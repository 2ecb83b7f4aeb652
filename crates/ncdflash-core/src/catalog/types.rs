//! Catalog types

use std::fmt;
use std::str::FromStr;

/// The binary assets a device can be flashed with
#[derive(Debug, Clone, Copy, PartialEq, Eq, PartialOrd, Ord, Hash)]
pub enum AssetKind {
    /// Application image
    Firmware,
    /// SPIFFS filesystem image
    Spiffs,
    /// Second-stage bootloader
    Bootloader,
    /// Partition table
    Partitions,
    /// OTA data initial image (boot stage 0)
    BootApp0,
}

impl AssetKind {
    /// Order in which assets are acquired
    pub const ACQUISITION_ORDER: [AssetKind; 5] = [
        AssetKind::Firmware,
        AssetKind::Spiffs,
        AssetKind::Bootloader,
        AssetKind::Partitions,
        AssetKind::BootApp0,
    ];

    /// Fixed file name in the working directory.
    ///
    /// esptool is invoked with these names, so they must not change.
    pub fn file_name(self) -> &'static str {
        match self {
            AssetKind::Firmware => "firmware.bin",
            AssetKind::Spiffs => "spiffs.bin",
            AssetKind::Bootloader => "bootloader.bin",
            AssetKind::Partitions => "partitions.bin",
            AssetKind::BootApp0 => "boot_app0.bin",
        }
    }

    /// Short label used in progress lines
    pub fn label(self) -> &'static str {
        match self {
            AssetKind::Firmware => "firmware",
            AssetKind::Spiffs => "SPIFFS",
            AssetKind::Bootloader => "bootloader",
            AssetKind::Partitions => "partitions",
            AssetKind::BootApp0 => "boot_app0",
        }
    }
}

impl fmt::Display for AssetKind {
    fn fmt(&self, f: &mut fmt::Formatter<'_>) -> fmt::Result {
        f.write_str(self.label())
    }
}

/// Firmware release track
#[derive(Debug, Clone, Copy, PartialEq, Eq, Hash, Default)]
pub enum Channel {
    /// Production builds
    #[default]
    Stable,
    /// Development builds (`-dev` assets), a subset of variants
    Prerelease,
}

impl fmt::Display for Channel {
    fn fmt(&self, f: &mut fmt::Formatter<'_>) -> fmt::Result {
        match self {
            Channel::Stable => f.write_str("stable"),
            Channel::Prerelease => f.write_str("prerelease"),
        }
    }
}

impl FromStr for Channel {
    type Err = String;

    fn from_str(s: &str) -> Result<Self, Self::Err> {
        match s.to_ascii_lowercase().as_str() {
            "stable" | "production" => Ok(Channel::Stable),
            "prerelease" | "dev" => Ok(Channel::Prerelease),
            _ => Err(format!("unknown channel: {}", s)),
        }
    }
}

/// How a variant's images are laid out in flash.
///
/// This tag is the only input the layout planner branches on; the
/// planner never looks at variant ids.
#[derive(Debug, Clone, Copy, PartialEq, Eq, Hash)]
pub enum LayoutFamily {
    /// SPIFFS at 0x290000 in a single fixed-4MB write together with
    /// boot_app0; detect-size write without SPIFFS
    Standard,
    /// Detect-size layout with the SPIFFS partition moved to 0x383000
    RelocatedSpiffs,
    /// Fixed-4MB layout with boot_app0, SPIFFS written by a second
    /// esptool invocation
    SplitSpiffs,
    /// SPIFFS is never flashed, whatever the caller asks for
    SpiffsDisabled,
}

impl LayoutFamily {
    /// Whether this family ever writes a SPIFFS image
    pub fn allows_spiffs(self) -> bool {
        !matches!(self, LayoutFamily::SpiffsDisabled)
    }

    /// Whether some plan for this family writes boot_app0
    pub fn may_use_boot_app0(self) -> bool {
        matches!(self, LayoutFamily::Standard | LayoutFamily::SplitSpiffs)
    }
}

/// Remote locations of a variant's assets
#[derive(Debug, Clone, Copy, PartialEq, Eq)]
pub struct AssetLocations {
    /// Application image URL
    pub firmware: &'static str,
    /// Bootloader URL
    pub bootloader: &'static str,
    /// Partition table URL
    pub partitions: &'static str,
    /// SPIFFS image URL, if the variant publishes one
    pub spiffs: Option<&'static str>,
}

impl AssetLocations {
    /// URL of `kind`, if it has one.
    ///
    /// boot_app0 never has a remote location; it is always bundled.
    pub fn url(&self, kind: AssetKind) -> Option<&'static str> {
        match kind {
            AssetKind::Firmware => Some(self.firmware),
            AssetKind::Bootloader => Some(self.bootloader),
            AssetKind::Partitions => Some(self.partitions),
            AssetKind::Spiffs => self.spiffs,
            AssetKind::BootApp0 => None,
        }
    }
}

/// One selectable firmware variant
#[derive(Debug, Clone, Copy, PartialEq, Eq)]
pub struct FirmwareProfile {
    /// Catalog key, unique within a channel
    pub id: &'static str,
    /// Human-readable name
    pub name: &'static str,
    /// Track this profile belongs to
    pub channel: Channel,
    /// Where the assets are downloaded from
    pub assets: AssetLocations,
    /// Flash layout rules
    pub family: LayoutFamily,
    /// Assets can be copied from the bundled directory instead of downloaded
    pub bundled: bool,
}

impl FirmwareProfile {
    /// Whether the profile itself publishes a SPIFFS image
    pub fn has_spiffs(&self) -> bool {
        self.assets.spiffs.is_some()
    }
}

┄┄┄┄┄┄┄┄┄┄┄┄┄┄┄┄┄┄┄┄

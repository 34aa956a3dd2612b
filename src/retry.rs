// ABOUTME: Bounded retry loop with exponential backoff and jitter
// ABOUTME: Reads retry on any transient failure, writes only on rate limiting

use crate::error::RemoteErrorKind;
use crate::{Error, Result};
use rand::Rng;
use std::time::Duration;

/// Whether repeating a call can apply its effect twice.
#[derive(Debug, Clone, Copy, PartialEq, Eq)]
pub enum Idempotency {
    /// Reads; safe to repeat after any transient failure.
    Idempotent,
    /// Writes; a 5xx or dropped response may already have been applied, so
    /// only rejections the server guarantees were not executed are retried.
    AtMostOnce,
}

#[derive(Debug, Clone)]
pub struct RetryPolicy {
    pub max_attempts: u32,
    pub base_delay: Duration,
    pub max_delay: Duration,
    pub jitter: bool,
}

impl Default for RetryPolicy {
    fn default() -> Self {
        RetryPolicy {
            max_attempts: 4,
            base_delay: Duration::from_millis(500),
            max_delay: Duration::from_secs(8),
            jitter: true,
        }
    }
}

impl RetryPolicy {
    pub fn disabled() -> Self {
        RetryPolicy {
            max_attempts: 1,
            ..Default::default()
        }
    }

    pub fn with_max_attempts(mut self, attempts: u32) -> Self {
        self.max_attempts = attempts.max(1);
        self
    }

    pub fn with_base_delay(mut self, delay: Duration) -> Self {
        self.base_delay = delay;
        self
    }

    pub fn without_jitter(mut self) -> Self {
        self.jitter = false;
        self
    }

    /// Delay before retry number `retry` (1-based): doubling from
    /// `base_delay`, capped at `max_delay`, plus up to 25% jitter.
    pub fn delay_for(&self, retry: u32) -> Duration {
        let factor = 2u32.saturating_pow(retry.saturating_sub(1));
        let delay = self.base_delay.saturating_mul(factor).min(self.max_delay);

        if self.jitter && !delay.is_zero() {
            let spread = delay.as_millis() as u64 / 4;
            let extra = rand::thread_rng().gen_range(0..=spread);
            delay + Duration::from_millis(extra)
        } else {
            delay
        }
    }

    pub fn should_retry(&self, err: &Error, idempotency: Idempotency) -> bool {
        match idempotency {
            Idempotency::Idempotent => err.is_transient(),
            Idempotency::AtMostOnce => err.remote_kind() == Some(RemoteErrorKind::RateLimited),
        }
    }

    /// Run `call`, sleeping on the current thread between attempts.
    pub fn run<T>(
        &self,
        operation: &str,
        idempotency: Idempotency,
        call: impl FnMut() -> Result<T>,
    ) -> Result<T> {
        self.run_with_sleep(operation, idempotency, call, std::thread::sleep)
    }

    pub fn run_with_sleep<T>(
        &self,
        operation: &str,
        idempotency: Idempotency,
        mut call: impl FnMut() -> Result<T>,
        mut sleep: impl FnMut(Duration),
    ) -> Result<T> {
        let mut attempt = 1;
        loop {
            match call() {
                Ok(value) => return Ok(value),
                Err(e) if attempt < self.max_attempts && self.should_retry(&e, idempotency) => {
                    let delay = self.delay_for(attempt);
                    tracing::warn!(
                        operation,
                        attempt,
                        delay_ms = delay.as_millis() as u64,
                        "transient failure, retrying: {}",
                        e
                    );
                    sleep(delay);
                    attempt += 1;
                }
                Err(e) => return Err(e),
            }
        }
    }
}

┄┄┄┄┄┄┄┄┄┄┄┄┄┄┄┄┄┄┄┄

Required action: Tally the lines above containing "AssetLocations". Answer with the count only.

Solution to this task: 3